What to work on:
Pull out every line of the listing below where "camera" appears.

Records for the task:
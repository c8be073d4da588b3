use anyhow::{Context, Result};
use directories::ProjectDirs;
use hatrs_vision::pipeline::DetectorSettings;
use hatrs_vision::OverlayConfig;
use once_cell::sync::Lazy;
use serde::{Deserialize, Serialize};
use std::path::{Path, PathBuf};
use std::time::Duration;

/// Compile-time override, then the per-user config dir, then a system path.
pub static CONFIG_PATH: Lazy<PathBuf> = Lazy::new(|| {
    if let Some(path) = option_env!("HATRS_CONFIG_PATH") {
        return PathBuf::from(path);
    }
    ProjectDirs::from("", "", "hatrs")
        .map(|dirs| dirs.config_dir().join("config.toml"))
        .unwrap_or_else(|| PathBuf::from("/usr/local/etc/hatrs/config.toml"))
});

pub static SHARE_PREFIX: Lazy<&'static Path> = Lazy::new(|| {
    Path::new(option_env!("HATRS_SHARE_PREFIX").unwrap_or("/usr/local/share/hatrs"))
});

#[derive(Debug, Clone, PartialEq, Serialize, Deserialize)]
#[serde(default)]
pub struct Config {
    pub camera: String,
    /// RGBA image drawn over each face
    pub hat: PathBuf,
    pub detector: DetectorConfig,
    pub overlay: OverlayConfig,
}

impl Default for Config {
    fn default() -> Self {
        Self {
            camera: "/dev/video0".to_string(),
            hat: SHARE_PREFIX.join("santa-hat.png"),
            detector: DetectorConfig::default(),
            overlay: OverlayConfig::default(),
        }
    }
}

#[derive(Debug, Clone, PartialEq, Serialize, Deserialize)]
#[serde(default)]
pub struct DetectorConfig {
    pub model: PathBuf,
    pub score_threshold: f32,
    pub nms_threshold: f32,
    /// Minimum time between two detector runs
    pub min_interval_ms: u64,
    pub tracking: bool,
}

impl Default for DetectorConfig {
    fn default() -> Self {
        let settings = DetectorSettings::default();
        Self {
            model: SHARE_PREFIX.join("face_detection_yunet_2023mar.onnx"),
            score_threshold: settings.score_threshold,
            nms_threshold: settings.nms_threshold,
            min_interval_ms: 100,
            tracking: settings.tracking,
        }
    }
}

impl DetectorConfig {
    pub fn settings(&self) -> DetectorSettings {
        DetectorSettings {
            score_threshold: self.score_threshold,
            nms_threshold: self.nms_threshold,
            tracking: self.tracking,
        }
    }

    pub fn min_interval(&self) -> Duration {
        Duration::from_millis(self.min_interval_ms)
    }
}

pub fn load_config(path: Option<&Path>) -> Result<Config> {
    let path = path.unwrap_or(&CONFIG_PATH);
    if !path.exists() {
        log::debug!("no config at {}, using defaults", path.display());
        return Ok(Config::default());
    }
    let raw = std::fs::read_to_string(path)
        .with_context(|| format!("reading config at {}", path.display()))?;
    toml::from_str(&raw).with_context(|| format!("parsing config {}", path.display()))
}

pub fn save_config(cfg: &Config, path: Option<&Path>) -> Result<()> {
    let path = path.unwrap_or(&CONFIG_PATH);
    let data = toml::to_string_pretty(cfg)?;
    if let Some(parent) = path.parent() {
        std::fs::create_dir_all(parent)?;
    }
    std::fs::write(path, data)?;
    Ok(())
}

Completed task:
    pub camera: String,
            camera: "/dev/video0".to_string(),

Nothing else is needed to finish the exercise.